Among the arguments in opposition to Israel's unilateral disengagement plan, which stated that the settlers should be evicted from Elei Sinai, was a proposal by Farhan allowing the settlers to remain in their homes as Palestinian citizens, an idea the Palestinians and the Israeli government rejected.

The residents had actually left their homes voluntarily but returned after realizing that the government had no place to send them.

After the eviction, a group of fifty families established themselves at the Yad Mordechai junction as a protest that the government hadn't found a community solution for them. Others were sent to the Shirat HaYam hotel. The rest of the settlement later split into a few groups, including those now found in:

- Karmia, who were promised future homes in Talmei Yafeh close to Ashkelon.
- Or HaNer, who were promised future homes in the Bat Hadar neighborhood close to Ashkelon.

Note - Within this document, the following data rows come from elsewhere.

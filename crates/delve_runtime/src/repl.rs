//! The main REPL implementation.

use std::io::{self, BufRead, Write};

use delve_foundation::{Error, ErrorKind, Result};
use delve_storage::{Command, LookTarget};

use crate::editor::{LineEditor, ReadResult, RustylineEditor};
use crate::render;
use crate::session::{Outcome, Session};

/// Executes one line and renders what it produced.
///
/// Returns `Ok(None)` when the line asks to quit.
///
/// # Errors
///
/// Returns the error the line failed with.
pub fn respond(session: &mut Session, line: &str) -> Result<Option<String>> {
    let text = match session.execute(line)? {
        Outcome::Quit => return Ok(None),
        Outcome::Nothing => String::new(),
        Outcome::Help => render::HELP.to_string(),
        Outcome::Action(records) => {
            let mut text = render::render_action(&records);
            let arrived = matches!(
                records.action.command,
                Command::Move { .. } | Command::Look(LookTarget::Location { direction: None, .. })
            );
            if arrived {
                text.push('\n');
                text.push_str(&surroundings(session)?);
            }
            text
        }
        Outcome::History(records) => render::render_history(&records),
        Outcome::Location(context) => {
            render::render_location(&context, session.character_instance_id())
        }
        Outcome::Actions(actions) => render::render_actions(&actions),
        Outcome::Saved(path) => format!("Saved to {}.", path.display()),
        Outcome::Loaded(path) => {
            format!("Loaded {}.\n{}", path.display(), surroundings(session)?)
        }
    };
    Ok(Some(text))
}

fn surroundings(session: &Session) -> Result<String> {
    Ok(render::render_location(
        &session.location()?,
        session.character_instance_id(),
    ))
}

/// Runs lines from `input` without prompting, writing responses and errors
/// to `output`. Stops at end of input or `:quit`.
///
/// # Errors
///
/// Returns an error only if reading input or writing output fails.
pub fn run_batch<R: BufRead, W: Write>(
    session: &mut Session,
    input: R,
    mut output: W,
) -> Result<()> {
    let io_error = |e: io::Error| Error::new(ErrorKind::IoError(e.to_string()));

    for line in input.lines() {
        let line = line.map_err(io_error)?;
        let text = match respond(session, &line) {
            Ok(Some(text)) => text,
            Ok(None) => break,
            Err(e) => render::render_error(&e),
        };
        if !text.is_empty() {
            writeln!(output, "{text}").map_err(io_error)?;
        }
    }
    output.flush().map_err(io_error)
}

/// The interactive REPL.
pub struct Repl<E: LineEditor = RustylineEditor> {
    /// The line editor for input.
    editor: E,

    /// Session state (store, engine, player).
    session: Session,

    /// Whether to show the welcome banner.
    show_banner: bool,

    /// Primary prompt.
    prompt: String,
}

impl Repl<RustylineEditor> {
    /// Creates a new REPL with the default rustyline editor.
    ///
    /// # Errors
    ///
    /// Returns an error if the editor fails to initialize.
    pub fn new(session: Session) -> Result<Self> {
        let editor = RustylineEditor::new()?;
        Ok(Self::with_editor(editor, session))
    }
}

impl<E: LineEditor> Repl<E> {
    /// Creates a new REPL with the given editor.
    pub fn with_editor(editor: E, session: Session) -> Self {
        Self {
            editor,
            session,
            show_banner: true,
            prompt: "> ".to_string(),
        }
    }

    /// Disables the welcome banner.
    #[must_use]
    pub fn without_banner(mut self) -> Self {
        self.show_banner = false;
        self
    }

    /// Sets the primary prompt.
    #[must_use]
    pub fn with_prompt(mut self, prompt: impl Into<String>) -> Self {
        self.prompt = prompt.into();
        self
    }

    /// Returns a reference to the session.
    #[must_use]
    pub const fn session(&self) -> &Session {
        &self.session
    }

    /// Runs the REPL loop until EOF or `:quit`.
    ///
    /// # Errors
    ///
    /// Returns an error if reading input fails.
    pub fn run(&mut self) -> Result<()> {
        if self.show_banner {
            self.print_banner();
        }

        while self.read_eval_print()? {}

        println!("\nFarewell.");
        Ok(())
    }

    /// Executes one read-eval-print iteration.
    ///
    /// Returns `Ok(true)` to continue, `Ok(false)` to exit.
    fn read_eval_print(&mut self) -> Result<bool> {
        let line = match self.editor.read_line(&self.prompt)? {
            ReadResult::Line(line) => line,
            ReadResult::Interrupted => return Ok(true),
            ReadResult::Eof => return Ok(false),
        };
        if line.trim().is_empty() {
            return Ok(true);
        }
        self.editor.add_history(&line);

        match respond(&mut self.session, &line) {
            Ok(Some(text)) => {
                if !text.is_empty() {
                    println!("{text}");
                }
                Ok(true)
            }
            Ok(None) => Ok(false),
            Err(e) => {
                eprintln!("\x1b[31m{}\x1b[0m", render::render_error(&e));
                Ok(true)
            }
        }
    }

    fn print_banner(&self) {
        println!("\x1b[1;36mDelve\x1b[0m v{}", env!("CARGO_PKG_VERSION"));
        println!("Type sentences like \"look\" or \"move north\". :help lists commands.\n");
        if let Ok(text) = surroundings(&self.session) {
            println!("{text}");
        }
        let _ = io::stdout().flush();
    }
}
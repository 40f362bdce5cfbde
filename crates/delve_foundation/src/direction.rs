//! Directional exits between locations.

use std::fmt;

/// One of the ten exits a location may have.
#[derive(Clone, Copy, Debug, PartialEq, Eq, PartialOrd, Ord, Hash)]
#[cfg_attr(feature = "serde", derive(serde::Serialize, serde::Deserialize))]
pub enum Direction {
    /// North
    North,
    /// Northeast
    Northeast,
    /// East
    East,
    /// Southeast
    Southeast,
    /// South
    South,
    /// Southwest
    Southwest,
    /// West
    West,
    /// Northwest
    Northwest,
    /// Up
    Up,
    /// Down
    Down,
}

impl Direction {
    /// All directions in compass order, vertical exits last.
    pub const ALL: [Direction; 10] = [
        Direction::North,
        Direction::Northeast,
        Direction::East,
        Direction::Southeast,
        Direction::South,
        Direction::Southwest,
        Direction::West,
        Direction::Northwest,
        Direction::Up,
        Direction::Down,
    ];

    /// The order in which direction tokens are searched for in a sentence.
    ///
    /// Compound directions come before the simple directions they contain,
    /// so "northeast" is never read as "north".
    pub const MATCH_ORDER: [Direction; 10] = [
        Direction::Northeast,
        Direction::Northwest,
        Direction::Southeast,
        Direction::Southwest,
        Direction::North,
        Direction::East,
        Direction::South,
        Direction::West,
        Direction::Up,
        Direction::Down,
    ];

    /// Returns the canonical lower-case name of this direction.
    #[must_use]
    pub const fn name(self) -> &'static str {
        match self {
            Self::North => "north",
            Self::Northeast => "northeast",
            Self::East => "east",
            Self::Southeast => "southeast",
            Self::South => "south",
            Self::Southwest => "southwest",
            Self::West => "west",
            Self::Northwest => "northwest",
            Self::Up => "up",
            Self::Down => "down",
        }
    }

    /// Returns the direction leading back.
    #[must_use]
    pub const fn opposite(self) -> Self {
        match self {
            Self::North => Self::South,
            Self::Northeast => Self::Southwest,
            Self::East => Self::West,
            Self::Southeast => Self::Northwest,
            Self::South => Self::North,
            Self::Southwest => Self::Northeast,
            Self::West => Self::East,
            Self::Northwest => Self::Southeast,
            Self::Up => Self::Down,
            Self::Down => Self::Up,
        }
    }

    /// Looks up a direction by its canonical name.
    #[must_use]
    pub fn from_name(name: &str) -> Option<Self> {
        Self::ALL.into_iter().find(|d| d.name() == name)
    }

    /// Finds the first direction token contained in `text`, in match order.
    ///
    /// `text` is expected to already be lower-case.
    #[must_use]
    pub fn find_in(text: &str) -> Option<Self> {
        Self::MATCH_ORDER
            .into_iter()
            .find(|d| text.contains(d.name()))
    }
}

impl fmt::Display for Direction {
    fn fmt(&self, f: &mut fmt::Formatter<'_>) -> fmt::Result {
        f.write_str(self.name())
    }
}
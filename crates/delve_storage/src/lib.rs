//! Records, the instance store contract, and an in-memory transactional store.
//!
//! This crate provides:
//! - Template records ([`Dungeon`], [`Location`], [`Character`], [`Monster`], [`Object`])
//! - Instance records for one playthrough ([`LocationInstance`], [`ObjectInstance`], ...)
//! - Read-optimized views joining instances with their templates
//! - Append-only history records ([`Action`] and its snapshot rows)
//! - [`Repository`] / [`ViewRepository`] / [`InstanceStore`] - The persistence contract
//! - [`Store`] / [`Transaction`] - An in-memory store with snapshot transactions
//! - [`LocationContext`] - Occupants and exits of one location, loaded once per action

#![warn(missing_docs)]
#![warn(clippy::all)]
#![warn(clippy::pedantic)]

pub mod action;
pub mod attributes;
pub mod context;
pub mod instance;
pub mod neighbors;
pub mod record;
pub mod repository;
pub mod store;
pub mod template;
pub mod view;

pub use action::{
    Action, ActionCharacter, ActionCharacterFilter, ActionFilter, ActionMonster,
    ActionMonsterFilter, ActionObject, ActionObjectFilter, ActorRef, AttackTarget, Command,
    LookTarget,
};
pub use attributes::Attributes;
pub use context::{Actor, LocationContext};
pub use instance::{
    Carry, CharacterInstance, CharacterInstanceFilter, DungeonInstance, DungeonInstanceFilter,
    Holder, LocationInstance, LocationInstanceFilter, MonsterInstance, MonsterInstanceFilter,
    ObjectInstance, ObjectInstanceFilter,
};
pub use neighbors::Neighbors;
pub use record::{Filter, Lock, Record, View};
pub use repository::{InstanceStore, Repository, ViewRepository};
pub use store::{Store, Stored, Table, Tables, Transaction};
pub use template::{
    Character, CharacterFilter, Dungeon, DungeonFilter, Location, LocationFilter, Monster,
    MonsterFilter, Object, ObjectFilter,
};
pub use view::{CharacterInstanceView, LocationInstanceView, MonsterInstanceView, ObjectInstanceView};
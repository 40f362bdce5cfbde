//! Integration tests for the action history
//!
//! Tests that stored rows rebuild the record set an action produced.

use delve_foundation::{ActionId, CommandKind, ErrorKind, RecordId, RecordType};
use delve_storage::{ActionObject, Lock, ObjectInstanceView, Repository, ViewRepository};

use crate::fixture::world;

#[test]
fn stored_rows_rebuild_the_record_set() {
    let world = world();
    for sentence in [
        "look down",
        "stash lamp",
        "look at the shield",
        "equip lamp",
        "move north",
        "attack ghoul with lamp",
        "drop lamp",
    ] {
        let records = world.play(sentence);

        let mut tx = world.begin();
        let first = world
            .engine
            .get_action_record_set(&mut tx, records.action.id)
            .unwrap();
        let second = world
            .engine
            .get_action_record_set(&mut tx, records.action.id)
            .unwrap();
        assert_eq!(first, records, "{sentence}");
        assert_eq!(second, first, "{sentence}");
        assert_eq!(tx.write_count(), 0);
    }
}

#[test]
fn weapon_is_recorded_as_equipped() {
    let world = world();
    world.play("equip lamp");
    world.play("move north");

    let records = world.play("attack ghoul with lamp");
    let weapon = records.equipped_object.as_ref().unwrap();
    assert_eq!(weapon.record_type, RecordType::Equipped);
    assert_eq!(weapon.name, "Lamp");
    assert_eq!(records.target_monster.as_ref().unwrap().name, "Ghoul");
    // Actor, ghoul occupant, hero occupant, lamp source, ghoul target, lamp weapon.
    assert_eq!(records.row_count(), 6);
}

#[test]
fn actions_are_listed_in_order() {
    let world = world();
    world.play("look");
    world.play("stash shield");
    world.play("move down");

    let mut tx = world.begin();
    let kinds: Vec<_> = world
        .engine
        .list_actions(&mut tx, world.dungeon)
        .unwrap()
        .iter()
        .map(|a| a.command.kind())
        .collect();
    assert_eq!(
        kinds,
        vec![CommandKind::Look, CommandKind::Stash, CommandKind::Move]
    );
}

#[test]
fn unknown_action_is_not_found() {
    let world = world();
    let mut tx = world.begin();
    let err = world
        .engine
        .get_action_record_set(&mut tx, ActionId::generate())
        .unwrap_err();
    assert!(err.is_not_found());
}

#[test]
fn unexpected_row_is_corruption() {
    let world = world();
    let records = world.play("look");
    let lamp = world.object_id("Lamp");

    let mut tx = world.begin();
    let view = ViewRepository::<ObjectInstanceView>::get_view(&mut tx, lamp, Lock::None).unwrap();
    // A look never drops anything.
    let mut row = ActionObject::snapshot(
        records.action.id,
        RecordType::Dropped,
        &view,
        records.action.location_instance_id,
    );
    Repository::<ActionObject>::create_one(&mut tx, &mut row).unwrap();

    let err = world
        .engine
        .get_action_record_set(&mut tx, records.action.id)
        .unwrap_err();
    assert!(matches!(err.kind, ErrorKind::Corruption(_)));
}
//! The engine facade.

use delve_foundation::{
    ActionId, CharacterId, CharacterInstanceId, DungeonId, DungeonInstanceId, Error, ErrorKind,
    MonsterInstanceId, Result,
};
use delve_parser::{ResolveArgs, resolve_action};
use delve_storage::{
    Action, ActionFilter, Actor, ActorRef, CharacterInstance, DungeonInstance, InstanceStore,
    LocationContext, Lock, Repository,
};
use tracing::{debug, info};

use crate::config::EngineConfig;
use crate::history::{ActionRecordSet, load_record_set, record_history};
use crate::instance;
use crate::perform::perform_action;

/// Processes sentences and manages playthroughs against an instance store.
///
/// The engine holds no state besides its configuration. Every method runs
/// inside the caller's transaction and never commits or rolls back.
#[derive(Clone, Debug, Default)]
pub struct Engine {
    config: EngineConfig,
}

impl Engine {
    /// Creates an engine with the given configuration.
    #[must_use]
    pub fn new(config: EngineConfig) -> Self {
        Self { config }
    }

    /// Returns the engine configuration.
    #[must_use]
    pub fn config(&self) -> &EngineConfig {
        &self.config
    }

    /// Resolves, performs and records a character's sentence.
    ///
    /// # Errors
    ///
    /// Returns resolution errors before anything is written. Any later error
    /// leaves partial writes in the transaction, which the caller must roll
    /// back.
    pub fn process_character_action<S: InstanceStore + ?Sized>(
        &self,
        store: &mut S,
        dungeon_instance_id: DungeonInstanceId,
        character_instance_id: CharacterInstanceId,
        sentence: &str,
    ) -> Result<ActionRecordSet> {
        self.process_action(
            store,
            dungeon_instance_id,
            ActorRef::Character(character_instance_id),
            sentence,
        )
    }

    /// Resolves, performs and records a monster's sentence.
    ///
    /// # Errors
    ///
    /// As [`Engine::process_character_action`]. Monsters cannot move, stash,
    /// equip or drop.
    pub fn process_monster_action<S: InstanceStore + ?Sized>(
        &self,
        store: &mut S,
        dungeon_instance_id: DungeonInstanceId,
        monster_instance_id: MonsterInstanceId,
        sentence: &str,
    ) -> Result<ActionRecordSet> {
        self.process_action(
            store,
            dungeon_instance_id,
            ActorRef::Monster(monster_instance_id),
            sentence,
        )
    }

    fn process_action<S: InstanceStore + ?Sized>(
        &self,
        store: &mut S,
        dungeon_instance_id: DungeonInstanceId,
        actor_ref: ActorRef,
        sentence: &str,
    ) -> Result<ActionRecordSet> {
        self.run_action(store, dungeon_instance_id, actor_ref, sentence)
            .map_err(|mut err| {
                let context = err.context.take().unwrap_or_default().with_sentence(sentence);
                err.with_context(context)
            })
    }

    fn run_action<S: InstanceStore + ?Sized>(
        &self,
        store: &mut S,
        dungeon_instance_id: DungeonInstanceId,
        actor_ref: ActorRef,
        sentence: &str,
    ) -> Result<ActionRecordSet> {
        let length = sentence.chars().count();
        if length > self.config.max_sentence_length {
            return Err(Error::new(ErrorKind::SentenceTooLong {
                length,
                limit: self.config.max_sentence_length,
            }));
        }

        let actor = Actor::load(store, actor_ref, Lock::None)?;
        if actor.dungeon_instance_id() != dungeon_instance_id {
            return Err(Error::validation(format!(
                "{} is not in dungeon instance {dungeon_instance_id}",
                actor.name()
            )));
        }
        let location = LocationContext::load(store, actor.location_instance_id())?;
        let held_objects = actor.held_objects(store)?;

        let action = resolve_action(
            sentence,
            &ResolveArgs::new(&actor, &location, &held_objects),
        )?;
        debug!(
            actor = actor.name(),
            command = %action.command.kind(),
            location = %location.location.name,
            "action_resolved"
        );

        let action = perform_action(store, &actor, &action, &location)
            .map_err(|err| err.with_frame("perform_action"))?;
        let records = record_history(store, action, self.config.snapshot_held_objects)
            .map_err(|err| err.with_frame("record_history"))?;

        info!(
            action = %records.action.id,
            command = %records.action.command.kind(),
            actor = actor.name(),
            dungeon_instance = %dungeon_instance_id,
            rows = records.row_count(),
            "action_processed"
        );
        Ok(records)
    }

    /// Rebuilds the record set of a stored action from its rows alone.
    ///
    /// # Errors
    ///
    /// Returns `NotFound` for an unknown action and `Corruption` if its rows
    /// are inconsistent.
    pub fn get_action_record_set<S: InstanceStore + ?Sized>(
        &self,
        store: &mut S,
        action_id: ActionId,
    ) -> Result<ActionRecordSet> {
        load_record_set(store, action_id)
            .map_err(|err| err.with_frame(format!("get_action_record_set {action_id}")))
    }

    /// Lists the actions of a playthrough in the order they happened.
    ///
    /// # Errors
    ///
    /// Returns an error if the store fails.
    pub fn list_actions<S: InstanceStore + ?Sized>(
        &self,
        store: &mut S,
        dungeon_instance_id: DungeonInstanceId,
    ) -> Result<Vec<Action>> {
        Repository::<Action>::get_many(
            store,
            &ActionFilter {
                dungeon_instance_id: Some(dungeon_instance_id),
                ..ActionFilter::default()
            },
            Lock::None,
        )
    }

    /// Creates a playable copy of a dungeon template.
    ///
    /// # Errors
    ///
    /// Returns `NotFound` for an unknown dungeon and `Validation` if its
    /// templates are inconsistent. Partial instances remain in the
    /// transaction until the caller rolls back.
    pub fn create_dungeon_instance<S: InstanceStore + ?Sized>(
        &self,
        store: &mut S,
        dungeon_id: DungeonId,
    ) -> Result<DungeonInstance> {
        instance::create_dungeon_instance(store, dungeon_id)
            .map_err(|err| err.with_frame(format!("create_dungeon_instance {dungeon_id}")))
    }

    /// Places a character at the entry location of a playthrough.
    ///
    /// # Errors
    ///
    /// Returns `Validation` if the character is already in the playthrough
    /// or the dungeon has no entry location.
    pub fn create_character_instance<S: InstanceStore + ?Sized>(
        &self,
        store: &mut S,
        dungeon_instance_id: DungeonInstanceId,
        character_id: CharacterId,
    ) -> Result<CharacterInstance> {
        instance::create_character_instance(store, dungeon_instance_id, character_id)
            .map_err(|err| err.with_frame(format!("create_character_instance {character_id}")))
    }
}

Farhan and a part of his family establish a new group and hope to establish a new community in the center of the country. The government agreed in 2006 to acclimatize this group in Palmachim.

==2023 Gaza war==

The site of Elei Sinai was captured by the IDF following the invasion of its ground forces into the Gaza Strip on October 27, 2023. Their entry into Elei Sinai was part of a pincer move to surround Gaza City, located to the south of Elei Sinai.